First of all, I love that, despite what you may have heard, your ancestors pretty much built or invented everything that was ever built or invented in the world. They built the pyramids. They built the United States (this includes buildings, roads, bridges, and the entire economic system that came from the cotton of the South and which made this country a world power). They invented chess, jewelry, sculpture, dance. Air conditioning, the fire extinguisher. Guitars, horseshoes, rock and roll, mailboxes, motors, refrigerators, traffic lights. They invented chopsticks, spoons, and forks. To eat the food whose domestication they originated: rice, chocolate, potatoes, carrots, coffee, wheat, ice cream. I could go on. The first game of soccer was played by them. The first songs sung with the human voice were sung by them. By you. I mean, how could I not love you? (Also, I’m pretty sure you invented love.)

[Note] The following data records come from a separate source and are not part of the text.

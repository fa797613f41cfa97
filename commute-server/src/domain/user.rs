//! Stored users and their day schedules.

use serde::{Deserialize, Serialize};

use super::Event;

/// A stored user.
///
/// `preferences` is kept as a raw document so partial updates can merge
/// into it without knowing every key. Use
/// [`CommutePreferences::from_document`](super::CommutePreferences::from_document)
/// to read it.
#[derive(Debug, Clone, PartialEq, Serialize, Deserialize)]
#[serde(rename_all = "camelCase")]
pub struct User {
    pub username: String,

    #[serde(default = "empty_document")]
    pub preferences: serde_json::Value,

    #[serde(default)]
    pub events: Vec<Event>,

    #[serde(default)]
    pub day_schedule: Vec<ScheduleEntry>,
}

impl User {
    /// Create a user with no preferences, events or schedule.
    pub fn new(username: impl Into<String>) -> Self {
        Self {
            username: username.into(),
            preferences: empty_document(),
            events: Vec::new(),
            day_schedule: Vec::new(),
        }
    }

    /// Find an event by name.
    pub fn event(&self, event_name: &str) -> Option<&Event> {
        self.events.iter().find(|e| e.event_name == event_name)
    }
}

/// One entry of a user's day schedule: an event and the route chosen for it.
#[derive(Debug, Clone, PartialEq, Serialize, Deserialize)]
pub struct ScheduleEntry {
    pub event: String,
    pub route: serde_json::Value,
}

fn empty_document() -> serde_json::Value {
    serde_json::Value::Object(serde_json::Map::new())
}

#[cfg(test)]
mod tests {
    use super::*;
    use serde_json::json;

    #[test]
    fn minimal_user_payload() {
        let user: User = serde_json::from_value(json!({ "username": "user@gmail.com" })).unwrap();

        assert_eq!(user.username, "user@gmail.com");
        assert_eq!(user.preferences, json!({}));
        assert!(user.events.is_empty());
        assert!(user.day_schedule.is_empty());
    }

    #[test]
    fn day_schedule_uses_camel_case() {
        let mut user = User::new("a@b.c");
        user.day_schedule.push(ScheduleEntry {
            event: "event1".into(),
            route: json!("route 1"),
        });

        let value = serde_json::to_value(&user).unwrap();
        assert_eq!(value["daySchedule"][0]["event"], json!("event1"));
        assert_eq!(value["daySchedule"][0]["route"], json!("route 1"));
    }

    #[test]
    fn finds_event_by_name() {
        let user: User = serde_json::from_value(json!({
            "username": "a@b.c",
            "events": [{
                "eventName": "CPEN442 Meeting",
                "start": "2023-11-30T10:00:00Z",
                "end": "2023-11-30T12:00:00Z",
                "address": "6200 University Blvd, Vancouver",
            }],
        }))
        .unwrap();

        assert!(user.event("CPEN442 Meeting").is_some());
        assert!(user.event("cpen442 meeting").is_none());
    }
}
//! Rider commute preferences.

use serde::{Deserialize, Deserializer, Serialize};

/// A rider's stored configuration controlling travel mode and planning.
///
/// The stored document may carry numbers as strings (`"30"`), so numeric
/// fields accept either form.
#[derive(Debug, Clone, PartialEq, Eq, Serialize, Deserialize)]
pub struct CommutePreferences {
    /// Preferred travel mode as stored, e.g. `"Driving"` or `"Transit"`.
    pub commute_method: String,

    /// Minutes the rider needs to get ready before leaving.
    #[serde(default, deserialize_with = "non_negative_int")]
    pub preparation_time: u32,

    /// How many buses the rider is willing to miss (transit only).
    #[serde(
        rename = "maxMissedBus",
        default,
        deserialize_with = "non_negative_int"
    )]
    pub max_missed_bus: u32,

    #[serde(default)]
    pub notification_preferences: NotificationPreferences,
}

impl CommutePreferences {
    /// Create preferences for a commute method with everything else defaulted.
    pub fn new(commute_method: impl Into<String>) -> Self {
        Self {
            commute_method: commute_method.into(),
            preparation_time: 0,
            max_missed_bus: 0,
            notification_preferences: NotificationPreferences::default(),
        }
    }

    /// Read preferences out of a stored preferences document.
    pub fn from_document(document: &serde_json::Value) -> Result<Self, serde_json::Error> {
        Self::deserialize(document)
    }
}

/// Independently toggleable notification flags.
///
/// Flags absent from a stored document default to on.
#[derive(Debug, Clone, Copy, PartialEq, Eq, Serialize, Deserialize)]
#[serde(default)]
pub struct NotificationPreferences {
    pub morning_alarm: bool,
    pub event_alarm: bool,
    pub event_notification: bool,
    pub traffic_alerts: bool,
    pub weather_alerts: bool,
}

impl Default for NotificationPreferences {
    fn default() -> Self {
        Self {
            morning_alarm: true,
            event_alarm: true,
            event_notification: true,
            traffic_alerts: true,
            weather_alerts: true,
        }
    }
}

fn non_negative_int<'de, D>(deserializer: D) -> Result<u32, D::Error>
where
    D: Deserializer<'de>,
{
    #[derive(Deserialize)]
    #[serde(untagged)]
    enum NumberOrText {
        Number(u32),
        Text(String),
    }

    match NumberOrText::deserialize(deserializer)? {
        NumberOrText::Number(n) => Ok(n),
        NumberOrText::Text(s) => s.trim().parse().map_err(|e| {
            serde::de::Error::custom(format!("expected a non-negative integer, got {s:?}: {e}"))
        }),
    }
}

But that’s really not even the half of it. POC, I love you because you are fierce. Because you are strong. Because you are hella resilient. Because despite living in a country that finds some new way every single day to tell you that you are less, you somehow continue to be more and more and more. Despite racism and xenophobia and poverty and white women’s tears and Mitt Romney, you still manage, somehow, to hold it together. Even though every Arab movie terrorist is played by an Arab dude but the hero “Prince of Persia” is played by Jake Gyllenhaal; even though some people think “reverse racism” is a real thing; even though API folks are like .003% of the characters on US TV shows right now and most of them are on Glee, you haven’t just given up and started speaking gibberish and throwing your feces. Which, under the circumstances, would be really understandable. No, instead you find more and more ways to survive, and not only to survive, but to thrive. Despite your children being gunned down by cops like every single day, despite your mothers being sent to prison for “stealing” public education, despite your sisters dying in the heat of the desert while “sneaking” into a land that belongs to your own ancestors, not to mention being deported from that same land in record numbers, despite the CONSTANT beatings inflicted on your souls, you somehow still have souls. That’s fucking amazing. I mean, I’m not surprised. Your ancestors couldn’t have survived slavery and genocide without some damn serious sturdy genes. But still. It’s impressive.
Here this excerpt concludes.